View source on GitHub |
Class for representing a trainable constraint using a neural network.
Inherits From: BaseConstraint
tf_agents.bandits.policies.constraints.NeuralConstraint(
time_step_spec: tf_agents.typing.types.TimeStep
,
action_spec: tf_agents.typing.types.BoundedTensorSpec
,
constraint_network: Optional[tf_agents.typing.types.Network
],
error_loss_fn: tf_agents.typing.types.LossFn
= tf.compat.v1.losses.mean_squared_error,
name: Optional[Text] = 'NeuralConstraint'
)
This constraint class uses a neural network to compute the action feasibility. In this case, the loss function needs to be exposed for training the neural network weights, typically done by the agent that uses this constraint.
Attributes | |
---|---|
constraint_network
|
|
observation_spec
|
Methods
compute_loss
compute_loss(
observations: tf_agents.typing.types.NestedTensor
,
actions: tf_agents.typing.types.NestedTensor
,
rewards: tf_agents.typing.types.Tensor
,
weights: Optional[types.Float] = None,
training: bool = False
) -> tf_agents.typing.types.Tensor
Computes loss for training the constraint network.
Args | |
---|---|
observations
|
A batch of observations. |
actions
|
A batch of actions. |
rewards
|
A batch of rewards. |
weights
|
Optional scalar or elementwise (per-batch-entry) importance weights.
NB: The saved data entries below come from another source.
//! A thin wrapper around [`tokio::task::JoinHandle`].

use std::{
    borrow::Cow,
    future::Future,
    pin::Pin,
    task::{Context, Poll},
};

use tokio::task::{JoinError, JoinHandle};
use tracing::{debug, error, Instrument};

/// A named [`JoinHandle`] wrapper that:
///
/// (1) propagates panics from the spawned task instead of catching them, and
/// (2) adds the `#[must_use]` lint so that every spawned task is either
///     joined or explicitly [`detach`]ed.
///
/// The task name shows up in logs when the task is spawned and when it
/// finishes abnormally, which makes hung-shutdown debugging tractable.
///
/// [`detach`]: NamedTask::detach
#[must_use]
pub struct NamedTask<T> {
    task: JoinHandle<T>,
    name: Cow<'static, str>,
}

impl<T> NamedTask<T> {
    /// Spawns a named task which inherits the current tracing span.
    #[inline]
    pub fn spawn<F>(
        name: impl Into<Cow<'static, str>>,
        future: F,
    ) -> NamedTask<F::Output>
    where
        F: Future<Output = T> + Send + 'static,
        F::Output: Send + 'static,
    {
        let name = name.into();
        debug!("Spawning task: {name}");
        let span = tracing::Span::current();
        NamedTask {
            task: tokio::spawn(future.instrument(span)),
            name,
        }
    }

    /// Drop the handle, detaching the task so it continues running in the
    /// background. Once detached, the task's output (and any panic) can no
    /// longer be observed; use sparingly.
    #[inline]
    pub fn detach(self) {
        std::mem::drop(self)
    }

    #[inline]
    pub fn name(&self) -> &str {
        &self.name
    }

    /// Calls [`is_finished`] on the underlying [`JoinHandle`].
    ///
    /// [`is_finished`]: tokio::task::JoinHandle::is_finished
    #[inline]
    pub fn is_finished(&self) -> bool {
        self.task.is_finished()
    }

    #[inline]
    pub fn abort(&self) {
        self.task.abort();
    }
}

impl<T> Future for NamedTask<T> {
    type Output = Result<T, JoinError>;

    fn poll(
        mut self: Pin<&mut Self>,
        cx: &mut Context<'_>,
    ) -> Poll<Self::Output> {
        let result = match Pin::new(&mut self.task).poll(cx) {
            Poll::Ready(result) => result,
            Poll::Pending => return Poll::Pending,
        };

        let result = match result {
            Ok(val) => Ok(val),
            Err(join_err) => match join_err.try_into_panic() {
                // Propagate the panic to whoever is polling the handle.
                Ok(panic_reason) => {
                    error!("Task '{name}' panicked!", name = self.name());
                    std::panic::resume_unwind(panic_reason)
                }
                Err(join_err) => Err(join_err),
            },
        };

        Poll::Ready(result)
    }
}

#[cfg(test)]
mod test {
    use super::*;

    #[tokio::test]
    async fn join_returns_task_output() {
        let task = NamedTask::<u32>::spawn("adder", async { 40 + 2 });
        assert_eq!(task.await.unwrap(), 42);
    }

    #[tokio::test]
    #[should_panic(expected = "boom")]
    async fn panics_propagate_to_joiner() {
        let task = NamedTask::<()>::spawn("bomb", async { panic!("boom") });
        let _ = task.await;
    }

    #[tokio::test]
    async fn aborted_task_yields_join_error() {
        let task = NamedTask::<()>::spawn("sleeper", async {
            tokio::time::sleep(std::time::Duration::from_secs(60)).await;
        });
        task.abort();
        let result = task.await;
        assert!(result.is_err());
    }
}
The output batch loss will be scaled by these weights, and the final scalar loss is the mean of these values. |
training
|
Whether the loss is being used for training. |
Returns | |
---|---|
loss
|
A Tensor containing the loss for the training step.
|
initialize
initialize()
Returns an op to initialize the constraint.
__call__
__call__(
observation, actions=None
)
Returns the probability of input actions being feasible.